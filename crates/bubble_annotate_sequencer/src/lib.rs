// SPDX-License-Identifier: MIT OR Apache-2.0
//! Annotation model and timing for `BubbleAnnotate`.
//!
//! This crate holds everything that is independent of pixels:
//! - Annotation entities with normalized geometry (y measured from the bottom)
//! - Bubble and arrow styles with their presets
//! - The frame clock used for snapping and stepping
//! - Opacity keyframe curves that fade annotations in and out
//! - The ordered annotation list and the preview transport
//! - The project document model
//!
//! ## Architecture
//!
//! Layout, rasterization and export live in `bubble_annotate_overlay`, which
//! consumes these types. The [`media::MediaAsset`] trait is the seam to the
//! external media subsystem.

pub mod annotation;
pub mod clock;
pub mod keyframe;
pub mod media;
pub mod project;
pub mod style;
pub mod timeline;

pub use annotation::{
    Annotation, AnnotationContent, AnnotationId, AnnotationItem, AnnotationKind, ArrowData,
    ArrowGeometry, BubbleData, BubbleGeometry, DEFAULT_DURATION, MIN_DURATION,
};
pub use clock::{FrameClock, DEFAULT_FRAME_RATE};
pub use keyframe::{Interpolation, Keyframe, OpacityCurve};
pub use media::{MediaAsset, VideoTrackInfo, VideoTransform};
pub use project::{
    CropMode, ExportPreset, ExportSettings, Project, ProjectFormatError, PROJECT_EXTENSION,
    PROJECT_FORMAT_VERSION,
};
pub use style::{
    ArrowStyle, BackgroundPreset, BubbleAnimation, BubbleStyle, FontKeyword, RgbaColor,
    TextAlignment,
};
pub use timeline::{AnnotationTimeline, PlaybackController, PlaybackState, TimelineError};
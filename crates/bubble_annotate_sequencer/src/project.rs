// SPDX-License-Identifier: MIT OR Apache-2.0
//! Project document model.
//!
//! The document is JSON with camelCase keys written in sorted order. Fields
//! added after version 1 are optional and default when absent.

use crate::timeline::AnnotationTimeline;
use chrono::{DateTime, Utc};
use serde::{Deserialize, Serialize};
use std::path::PathBuf;
use thiserror::Error;

/// Current project format version
pub const PROJECT_FORMAT_VERSION: u32 = 1;

/// File extension of project documents
pub const PROJECT_EXTENSION: &str = "bubbleproj";

/// Errors reading or writing the project document
#[derive(Debug, Error)]
pub enum ProjectFormatError {
    /// Malformed JSON or a field of the wrong shape
    #[error("Project file is invalid: {0}")]
    Json(#[from] serde_json::Error),

    /// Document written by a newer version
    #[error("Project version {found} is newer than supported version {supported}")]
    UnsupportedVersion {
        /// Version found in the document
        found: u32,
        /// Newest version this build reads
        supported: u32,
    },
}

/// Output size and encoder constraints
#[derive(Debug, Clone, PartialEq, Serialize, Deserialize)]
#[serde(rename_all = "camelCase")]
pub struct ExportPreset {
    /// Display name
    pub name: String,
    /// Output width, `0` for the source width
    pub width: u32,
    /// Output height, `0` for the source height
    pub height: u32,
    /// Bitrate cap in Mbit/s
    #[serde(default)]
    pub max_bitrate_mbps: Option<f64>,
    /// Whether the container is laid out for progressive download
    #[serde(default)]
    pub is_web_optimized: bool,
}

impl ExportPreset {
    /// Export at the source resolution, the only active preset
    pub fn original() -> Self {
        Self {
            name: "Original".to_string(),
            width: 0,
            height: 0,
            max_bitrate_mbps: Some(12.0),
            is_web_optimized: true,
        }
    }

    /// Whether this preset keeps the source resolution
    pub fn is_source_resolution(&self) -> bool {
        self.width == 0 || self.height == 0
    }

    /// Preset name with spaces replaced, for file names
    pub fn file_stem(&self) -> String {
        self.name.replace(' ', "_")
    }
}

impl Default for ExportPreset {
    fn default() -> Self {
        Self::original()
    }
}

/// How a source is fitted into a preset of a different aspect ratio
#[derive(Debug, Clone, Copy, PartialEq, Eq, Default, Serialize, Deserialize)]
#[serde(rename_all = "lowercase")]
pub enum CropMode {
    /// Letterbox or pillarbox inside the target
    #[default]
    Fit,
    /// Crop to fill the target
    Fill,
}

/// Export settings stored with the project
#[derive(Debug, Clone, Default, PartialEq, Serialize, Deserialize)]
#[serde(rename_all = "camelCase")]
pub struct ExportSettings {
    /// Selected preset
    #[serde(default)]
    pub preset: ExportPreset,
    /// Crop mode; only meaningful once resizing presets exist
    #[serde(default)]
    pub crop_mode: CropMode,
}

/// A project: source reference, annotations and export settings
#[derive(Debug, Clone, PartialEq, Serialize, Deserialize)]
#[serde(rename_all = "camelCase")]
pub struct Project {
    /// Format version
    pub version: u32,
    /// Opaque platform bookmark of the source video, kept as written
    #[serde(default)]
    pub source_video_bookmark: Option<String>,
    /// Last known path of the source video
    #[serde(default)]
    pub source_video_path: Option<PathBuf>,
    /// Annotations
    #[serde(default)]
    pub annotations: AnnotationTimeline,
    /// Export settings
    #[serde(default)]
    pub export_settings: ExportSettings,
    /// Time of the last save
    #[serde(default)]
    pub last_modified: Option<DateTime<Utc>>,
}

impl Project {
    /// Create an empty project for a source video
    pub fn new(source_video_path: Option<PathBuf>) -> Self {
        Self {
            version: PROJECT_FORMAT_VERSION,
            source_video_bookmark: None,
            source_video_path,
            annotations: AnnotationTimeline::new(),
            export_settings: ExportSettings::default(),
            last_modified: None,
        }
    }

    /// Parse a project document
    pub fn from_json(json: &str) -> Result<Self, ProjectFormatError> {
        let project: Self = serde_json::from_str(json)?;
        if project.version > PROJECT_FORMAT_VERSION {
            return Err(ProjectFormatError::UnsupportedVersion {
                found: project.version,
                supported: PROJECT_FORMAT_VERSION,
            });
        }
        Ok(project)
    }

    /// Write the project document: pretty printed, keys sorted
    pub fn to_json(&self) -> Result<String, ProjectFormatError> {
        // Round-tripping through `Value` sorts object keys.
        let value = serde_json::to_value(self)?;
        Ok(serde_json::to_string_pretty(&value)?)
    }
}

impl Default for Project {
    fn default() -> Self {
        Self::new(None)
    }
}
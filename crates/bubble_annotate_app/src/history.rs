// SPDX-License-Identifier: MIT OR Apache-2.0
//! Undo/redo over whole annotation list snapshots.
//!
//! Every mutating editor call encodes the annotation list before and after
//! the change. A drag is one gesture and records a single pair.

use serde::{de::DeserializeOwned, Serialize};
use std::collections::VecDeque;
use thiserror::Error;

/// Edits kept before the oldest is forgotten
pub const DEFAULT_UNDO_DEPTH: usize = 100;

/// Undo/redo failures
#[derive(Debug, Error)]
pub enum HistoryError {
    /// Undo requested with no recorded edit
    #[error("Nothing to undo")]
    UndoEmpty,

    /// Redo requested with no undone edit
    #[error("Nothing to redo")]
    RedoEmpty,

    /// The annotation list could not be encoded or decoded
    #[error("Annotation snapshot is unreadable: {0}")]
    Encoding(#[from] bincode::Error),
}

/// Result type for history operations
pub type Result<T> = std::result::Result<T, HistoryError>;

/// bincode encoding of an annotation list
#[derive(Debug, Clone, PartialEq, Eq)]
pub struct Snapshot(Vec<u8>);

impl Snapshot {
    /// Encode `value`
    pub fn of<T: Serialize>(value: &T) -> Result<Self> {
        Ok(Self(bincode::serialize(value)?))
    }

    /// Decode the stored value
    pub fn decode<T: DeserializeOwned>(&self) -> Result<T> {
        Ok(bincode::deserialize(&self.0)?)
    }
}

/// The annotation list around one edit
#[derive(Debug, Clone)]
pub struct Edit {
    /// Shown in logs, e.g. "Move bubble"
    pub label: String,
    /// Restored by undo
    pub before: Snapshot,
    /// Restored by redo
    pub after: Snapshot,
}

impl Edit {
    /// Pair two snapshots under a label
    pub fn new(label: impl Into<String>, before: Snapshot, after: Snapshot) -> Self {
        Self {
            label: label.into(),
            before,
            after,
        }
    }
}

/// Bounded stacks of done and undone edits
#[derive(Debug)]
pub struct History {
    done: VecDeque<Edit>,
    undone: Vec<Edit>,
    depth: usize,
}

impl History {
    /// History keeping at most `depth` edits (at least one)
    pub fn with_max_depth(depth: usize) -> Self {
        Self {
            done: VecDeque::new(),
            undone: Vec::new(),
            depth: depth.max(1),
        }
    }

    /// Record an edit and forget everything undone.
    ///
    /// An edit that leaves the list unchanged is ignored.
    pub fn commit(&mut self, edit: Edit) {
        if edit.before == edit.after {
            return;
        }
        tracing::trace!("Recording edit: {}", edit.label);
        self.undone.clear();
        self.done.push_back(edit);
        if self.done.len() > self.depth {
            self.done.pop_front();
        }
    }

    /// Move the newest edit to the redo stack and return it
    pub fn undo(&mut self) -> Result<&Edit> {
        let edit = self.done.pop_back().ok_or(HistoryError::UndoEmpty)?;
        self.undone.push(edit);
        self.undone.last().ok_or(HistoryError::UndoEmpty)
    }

    /// Move the newest undone edit back and return it
    pub fn redo(&mut self) -> Result<&Edit> {
        let edit = self.undone.pop().ok_or(HistoryError::RedoEmpty)?;
        self.done.push_back(edit);
        self.done.back().ok_or(HistoryError::RedoEmpty)
    }

    /// Whether an edit can be undone
    pub fn can_undo(&self) -> bool {
        !self.done.is_empty()
    }

    /// Whether an undone edit can be redone
    pub fn can_redo(&self) -> bool {
        !self.undone.is_empty()
    }
}

impl Default for History {
    fn default() -> Self {
        Self::with_max_depth(DEFAULT_UNDO_DEPTH)
    }
}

+---+

Retype, exactly as written, everything from the first line of the data above through the line containing "the preview transport". Nothing else should appear.

filename crates/bubble_annotate_sequencer/src/lib.rs
// SPDX-License-Identifier: MIT OR Apache-2.0
//! Annotation model and timing for `BubbleAnnotate`.
//!
//! This crate holds everything that is independent of pixels:
//! - Annotation entities with normalized geometry (y measured from the bottom)
//! - Bubble and arrow styles with their presets
//! - The frame clock used for snapping and stepping
//! - Opacity keyframe curves that fade annotations in and out
//! - The ordered annotation list and the preview transport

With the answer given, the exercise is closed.